*** Block opens ***

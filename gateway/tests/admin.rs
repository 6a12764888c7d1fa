//! Router-level exercises of the `/admin/*` surface, same style as
//! `admission_pipeline.rs`: build a real `AppState` over in-memory fakes and
//! drive it through `tower::ServiceExt::oneshot` rather than unit-testing
//! `admin.rs`'s handlers directly.

use axum::body::{to_bytes, Body};
use axum::http::{header, Request, StatusCode};
use chrono::{Duration, Utc};
use llm_security_gateway::analyzer::fakes::AlwaysUnavailableAnalyzer;
use llm_security_gateway::app_state::AppState;
use llm_security_gateway::audit::model::{AuditEntry, BlockReason};
use llm_security_gateway::audit::{AuditQueue, AuditStore, InMemoryAuditStore};
use llm_security_gateway::config::{
    AnalyzerConfig, AuditConfig, FeatureFlags, GatewayConfig, RateLimitConfig, SecurityConfig, TierConfig,
};
use llm_security_gateway::metrics::GatewayMetrics;
use llm_security_gateway::rate_limit::store::InMemoryStore;
use llm_security_gateway::rate_limit::RateLimiter;
use std::sync::Arc;
use tower::ServiceExt;

fn generous_rate_limit() -> RateLimitConfig {
    RateLimitConfig {
        global: TierConfig { max: 10_000, window_secs: 60 },
        per_caller: TierConfig { max: 10_000, window_secs: 60 },
        per_key: TierConfig { max: 10_000, window_secs: 60 },
    }
}

fn test_config(admin_token: Option<String>) -> GatewayConfig {
    GatewayConfig {
        bind_host: "127.0.0.1".into(),
        bind_port: 0,
        redis_url: "redis://unused".into(),
        redis_prefix: "rate_limit".into(),
        rate_limit: generous_rate_limit(),
        analyzer: AnalyzerConfig { host: "localhost".into(), port: 50051, timeout_secs: 5, max_retries: 3 },
        audit: AuditConfig {
            database_url: "postgres://unused".into(),
            async_mode: false,
            retention_days: 90,
            queue_capacity: 1000,
        },
        security: SecurityConfig { min_content_length: 1, max_content_length: 10_240 },
        features: FeatureFlags { audit_logging: true, rate_limiting: true },
        digest_salt: "test-salt".into(),
        models: vec!["gpt-4".into()],
        shutdown_ceiling_secs: 10,
        admin_token,
    }
}

fn build_state(admin_token: Option<String>, audit_store: Arc<InMemoryAuditStore>) -> AppState {
    let config = Arc::new(test_config(admin_token));
    let rate_limiter = Arc::new(RateLimiter::new(Arc::new(InMemoryStore::new()), "rate_limit", generous_rate_limit()));
    let analyzer = Arc::new(AlwaysUnavailableAnalyzer::default());
    let audit_queue = AuditQueue::synchronous(audit_store.clone());
    let metrics = Arc::new(GatewayMetrics::new().expect("metric definitions are valid"));
    let digest_salt = gateway_digest::DigestSalt::new(config.digest_salt.clone().into_bytes());

    AppState {
        config,
        rate_limiter,
        analyzer,
        audit_store,
        audit_queue,
        metrics,
        digest_salt,
        started_at: std::time::Instant::now(),
    }
}

fn sample_row(caller_fingerprint: &str, blocked: bool, status: i32) -> AuditEntry {
    let now = Utc::now();
    AuditEntry {
        id: None,
        request_id: "req-1".into(),
        timestamp: now,
        method: "POST".into(),
        path: "/v1/chat/completions".into(),
        caller_fingerprint: Some(caller_fingerprint.into()),
        user_agent_fingerprint: None,
        key_fingerprint: None,
        request_bytes: 100,
        response_status: status,
        response_bytes: 50,
        latency_ms: 12,
        is_blocked: blocked,
        block_reason: if blocked { Some(BlockReason::ContentPolicyViolation) } else { None },
        detected_issues_count: if blocked { 1 } else { 0 },
        security_confidence: Some(0.9),
        llm_provider: None,
        llm_model: None,
        metadata: serde_json::json!({}),
        retention_until: now + Duration::days(90),
    }
}

#[tokio::test]
async fn admin_routes_are_open_when_no_token_is_configured() {
    let audit_store = Arc::new(InMemoryAuditStore::new());
    let state = build_state(None, audit_store);
    let app = llm_security_gateway::build_router(state);

    let resp = app
        .oneshot(Request::builder().uri("/admin/audit-stats?since=2020-01-01T00:00:00Z&until=2030-01-01T00:00:00Z").body(Body::empty()).unwrap())
        .await
        .unwrap();
    assert_eq!(resp.status(), StatusCode::OK);
}

#[tokio::test]
async fn admin_routes_reject_missing_or_wrong_token_when_configured() {
    let audit_store = Arc::new(InMemoryAuditStore::new());
    let state = build_state(Some("secret-token".into()), audit_store);
    let app = llm_security_gateway::build_router(state);

    let missing = app
        .clone()
        .oneshot(Request::builder().uri("/admin/audit-stats?since=2020-01-01T00:00:00Z&until=2030-01-01T00:00:00Z").body(Body::empty()).unwrap())
        .await
        .unwrap();
    assert_eq!(missing.status(), StatusCode::NOT_FOUND);

    let wrong = app
        .oneshot(
            Request::builder()
                .uri("/admin/audit-stats?since=2020-01-01T00:00:00Z&until=2030-01-01T00:00:00Z")
                .header(header::AUTHORIZATION, "Bearer wrong")
                .body(Body::empty())
                .unwrap(),
        )
        .await
        .unwrap();
    assert_eq!(wrong.status(), StatusCode::NOT_FOUND);
}

#[tokio::test]
async fn admin_routes_accept_the_configured_bearer_token() {
    let audit_store = Arc::new(InMemoryAuditStore::new());
    audit_store.insert(sample_row("caller-a", true, 403)).await.unwrap();
    let state = build_state(Some("secret-token".into()), audit_store);
    let app = llm_security_gateway::build_router(state);

    let resp = app
        .oneshot(
            Request::builder()
                .uri("/admin/audit-logs")
                .header(header::AUTHORIZATION, "Bearer secret-token")
                .body(Body::empty())
                .unwrap(),
        )
        .await
        .unwrap();
    assert_eq!(resp.status(), StatusCode::OK);
    let bytes = to_bytes(resp.into_body(), 8192).await.unwrap();
    let json: serde_json::Value = serde_json::from_slice(&bytes).unwrap();
    assert_eq!(json["entries"], 1);
}

#[tokio::test]
async fn erase_by_caller_deletes_only_matching_rows() {
    let audit_store = Arc::new(InMemoryAuditStore::new());
    audit_store.insert(sample_row("caller-a", true, 403)).await.unwrap();
    audit_store.insert(sample_row("caller-b", false, 501)).await.unwrap();
    let state = build_state(None, audit_store.clone());
    let app = llm_security_gateway::build_router(state);

    let resp = app
        .oneshot(
            Request::builder()
                .method("DELETE")
                .uri("/admin/audit-logs/client/caller-a")
                .body(Body::empty())
                .unwrap(),
        )
        .await
        .unwrap();
    assert_eq!(resp.status(), StatusCode::OK);

    let remaining = audit_store.all().await;
    assert_eq!(remaining.len(), 1);
    assert_eq!(remaining[0].caller_fingerprint.as_deref(), Some("caller-b"));
}

#[tokio::test]
async fn cleanup_expired_sweeps_only_rows_past_retention() {
    let audit_store = Arc::new(InMemoryAuditStore::new());
    let mut expired = sample_row("caller-a", false, 200);
    expired.retention_until = Utc::now() - Duration::days(1);
    audit_store.insert(expired).await.unwrap();
    audit_store.insert(sample_row("caller-b", false, 200)).await.unwrap();
    let state = build_state(None, audit_store.clone());
    let app = llm_security_gateway::build_router(state);

    let resp = app
        .oneshot(Request::builder().method("POST").uri("/admin/audit-logs/cleanup").body(Body::empty()).unwrap())
        .await
        .unwrap();
    assert_eq!(resp.status(), StatusCode::OK);

    let bytes = to_bytes(resp.into_body(), 8192).await.unwrap();
    let json: serde_json::Value = serde_json::from_slice(&bytes).unwrap();
    assert_eq!(json["deleted_count"], 1);
    assert_eq!(audit_store.all().await.len(), 1);
}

*** Block closes ***

TASK DESCRIPTION:
All that is needed is a number: how many lines in the data above contain the string "GatewayConfig".

TASK SOLUTION:
3